Constructive feedback loops tend to be negative feedback loops, such as the body’s thermoregulation mechanism, and are core mechanisms in self-correcting systems like machine learning algorithms and practitioners of personal development. Positive feedback loops tend to be destructive, the classic example being drug addiction.
But this is not always the case. One constructive positive feedback loop I have noticed is the relationship between learning and curiosity. A curious mind wants to learn, and upon learning, one discovers more things to know and becomes more curious.
There are several feedback loops in the diagram, demonstrating the different possibilities. The output of component A becomes an endogenous input to itself and combines with the feedback from Y3 to manipulate the X2 input. Additionally, Y3 feedback also connects with the endogenous output of component B to form the input to component C.

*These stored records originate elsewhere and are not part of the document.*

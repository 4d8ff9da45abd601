//! Mission Authorizations Entity
//!
//! A travel request for one member. Editable and deletable only while in
//! `draft`; approval stamps the authorizer fields. Identified externally by
//! an `authorization_number` of the form `MA-<year>-<seq>`, unique per
//! calendar year and backed by a unique index.

use sea_orm::entity::prelude::*;
use serde::{Deserialize, Serialize};

#[derive(Clone, Debug, PartialEq, DeriveEntityModel, Eq, Serialize, Deserialize)]
#[sea_orm(table_name = "mission_authorizations")]
pub struct Model {
    #[sea_orm(primary_key, auto_increment = false)]
    pub id:                     Uuid,
    pub user_id:                Uuid,
    pub member_id:              Uuid,
    #[sea_orm(unique)]
    pub authorization_number:   String,
    pub purpose:                String,
    pub destination:            String,
    pub departure_date:         Date,
    pub return_date:            Date,
    pub duration_days:          i32,
    pub status:                 MissionStatus,
    pub authorized_by:          Option<String>,
    pub authorized_by_position: Option<String>,
    pub authorization_date:     Option<Date>,
    pub created_at:             chrono::DateTime<chrono::Utc>,
    pub updated_at:             chrono::DateTime<chrono::Utc>,
}

#[derive(Copy, Clone, Debug, EnumIter, DeriveRelation)]
pub enum Relation {
    #[sea_orm(
        belongs_to = "super::users::Entity",
        from = "Column::UserId",
        to = "super::users::Column::Id"
    )]
    Users,
    #[sea_orm(
        belongs_to = "super::members::Entity",
        from = "Column::MemberId",
        to = "super::members::Column::Id"
    )]
    Members,
    #[sea_orm(has_many = "super::reports::Entity")]
    Reports,
}

impl Related<super::users::Entity> for Entity {
    fn to() -> RelationDef { Relation::Users.def() }
}

impl Related<super::members::Entity> for Entity {
    fn to() -> RelationDef { Relation::Members.def() }
}

impl Related<super::reports::Entity> for Entity {
    fn to() -> RelationDef { Relation::Reports.def() }
}

impl ActiveModelBehavior for ActiveModel {}

/// Mission authorization status enumeration
#[derive(Copy, Clone, Debug, PartialEq, Eq, EnumIter, DeriveActiveEnum, Serialize, Deserialize)]
#[sea_orm(rs_type = "String", db_type = "String(StringLen::N(16))")]
pub enum MissionStatus {
    /// Editable, not yet routed for approval
    #[sea_orm(string_value = "draft")]
    Draft,
    /// Awaiting an admin decision
    #[sea_orm(string_value = "pending")]
    Pending,
    /// Authorized for travel
    #[sea_orm(string_value = "approved")]
    Approved,
    /// Declined by an admin
    #[sea_orm(string_value = "rejected")]
    Rejected,
    /// Travel finished; reports may still reference it
    #[sea_orm(string_value = "completed")]
    Completed,
}

impl MissionStatus {
    /// Whether the mission may still be edited or deleted.
    pub fn is_editable(self) -> bool { matches!(self, MissionStatus::Draft) }

    /// Whether an approval transition is legal from this status.
    pub fn can_approve(self) -> bool { matches!(self, MissionStatus::Draft | MissionStatus::Pending) }

    /// Whether a report may be filed against a mission in this status.
    pub fn accepts_reports(self) -> bool { matches!(self, MissionStatus::Approved | MissionStatus::Completed) }
}

impl std::fmt::Display for MissionStatus {
    fn fmt(&self, f: &mut std::fmt::Formatter<'_>) -> std::fmt::Result {
        match self {
            MissionStatus::Draft => write!(f, "draft"),
            MissionStatus::Pending => write!(f, "pending"),
            MissionStatus::Approved => write!(f, "approved"),
            MissionStatus::Rejected => write!(f, "rejected"),
            MissionStatus::Completed => write!(f, "completed"),
        }
    }
}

Example: The Anatomy of a Project Management System
Now that we understand the anatomy of a system, let's apply it to a real-world example: a project management system. A project management system can be broken down into several components: a project database, a task database, a goals database, and methodology templates. Inputs to the system include projects, tasks, project goals, deadlines, and methodologies. The output of the system is project completion and all the benefits that come with it. The state of the system includes the status of tasks, projects, and goals. A feedback mechanism could be project retrospectives, where lessons learned from the project are recorded and used to update the methodology templates, tasks, goals, and time management for subsequent projects.
Conclusion
Thinking about system anatomy forces us to be purposeful in designing our systems. We must consider what inputs and components are relevant, and how to incorporate constructive feedback loops to turn our systems into self-improving systems. To optimize a system, one requires a mental framework for defining the inner workings of that system. Understanding the anatomy of systems also provides a powerful mental model for comprehending complex topics in systems design, theory, and science. This, in turn, helps improve system proficiency and enables us to build more effective systems to elevate the well-being of conscious creatures.